In iptables, there is a module dedicated to tracking FTP status-ip_conntrack_ftp. This module can identify the PORT command and extract the PORT number from it. In this way, the FTP data transmission connection is classified into the RELATED state, which is RELATED to the external FTP control connection. Therefore, we do not need to use the NEW State in the INPUT chain. The following rules can achieve our intention:
Iptables-a input-p tcp -- sport 20-m state -- state ESTABLISED, RELATED-j ACCEPT
Iptables-a output-p tcp -- dport 20-m state -- state ESTABLISED-j ACCEPT
3. 2. Passive Mode
In passive mode, the PORT command for specifying the connection PORT is issued by the server. The FTP server uses the PORT command to tell the client its own FTP data transmission PORT, and then waits for the client to establish a data transmission connection. In passive mode, the direction for establishing a data transmission connection is the same as that for establishing a control connection. Therefore, the passive mode provides better security than the active mode.
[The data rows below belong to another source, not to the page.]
#![forbid(unsafe_code)]

//! Host document abstraction.
//!
//! The reconciler only talks to the host through [`Dom`]. A browser binding
//! implements it over real DOM nodes; [`MemoryDom`](crate::MemoryDom) is the
//! in-process implementation used by tests and headless hosts.

use std::fmt;
use std::hash::Hash;

use opcut_core::Value;

/// Mutable host document.
///
/// Node handles are small copyable identifiers. Operations on a handle that
/// no longer refers to a live node are ignored.
pub trait Dom {
    type Node: Copy + Eq + Hash + fmt::Debug;

    fn create_element(&mut self, tag: &str) -> Self::Node;
    fn create_text(&mut self, text: &str) -> Self::Node;
    fn set_text(&mut self, node: Self::Node, text: &str);

    /// Insert `child` into `parent` before `reference`, or at the end when
    /// `reference` is `None`. A child that is already attached is moved.
    fn insert_before(&mut self, parent: Self::Node, child: Self::Node, reference: Option<Self::Node>);
    /// Detach `child` from `parent` and drop its subtree.
    fn remove_child(&mut self, parent: Self::Node, child: Self::Node);
    fn first_child(&self, node: Self::Node) -> Option<Self::Node>;
    fn next_sibling(&self, node: Self::Node) -> Option<Self::Node>;

    fn set_attribute(&mut self, node: Self::Node, name: &str, value: &str);
    fn remove_attribute(&mut self, node: Self::Node, name: &str);

    fn set_property(&mut self, node: Self::Node, name: &str, value: &Value);
    fn remove_property(&mut self, node: Self::Node, name: &str);
    /// Live property value, which user input may have changed.
    fn property(&self, node: Self::Node, name: &str) -> Option<Value>;

    fn set_class(&mut self, node: Self::Node, class: &str, enabled: bool);

    /// Start delivering `event` on `node` to the renderer.
    fn add_listener(&mut self, node: Self::Node, event: &str);
    fn remove_listener(&mut self, node: Self::Node, event: &str);
}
Because the ip_conntrack_ftp module can extract ports from the PORT command, we do not need to use the NEW status in the OUTPUT chain. The following rules can detect the FTP status in passive mode:
Iptables-a input-p tcp -- sport 1024: -- dport 1024:-m state -- state ESTABLISHED-j ACCEPT
Iptables-a output-p tcp -- sport 1024: -- dport 1024:-m state -- state ESTABLISHED, RELATED-j ACCEPT
Based on the above analysis, we can obtain the FTP connection status detection rules. For FTP in active mode, the following iptables rules are required:
Iptables-a input-p tcp -- sport 21-m state -- state ESTABLESED-j ACCEPT
Iptables-a output-p tcp -- dport 21-m state -- state NEW, ESTABLISED-j ACCEPT
Iptables-a input-p tcp -- sport 20-m state -- state ESTABLISED, RELATED-j ACCEPT
Iptables-a output-p tcp -- dport 20-m state -- state ESTABLISED-j ACCEPT
For FTP connections in passive mode, use the following iptables rules
Iptables-a input-p tcp -- sport 21-m state -- state ESTABLESED-j ACCEPT
Iptables-a output-p tcp -- dport 21-m state -- state NEW, ESTABLISED-j ACCEPT
Iptables-a input-p tcp -- sport 1024: -- dport 1024:-m state -- state ESTABLISHED-j ACCEPT
Iptables-a output-p tcp -- sport 1024: -- dport 1024:-m state -- state ESTABLISHED, RELATED-j ACCEPT
The status detection mentioned in this article is actually called Connection tracking in iptables. Due to my own habits, I will change it to status detection in this article.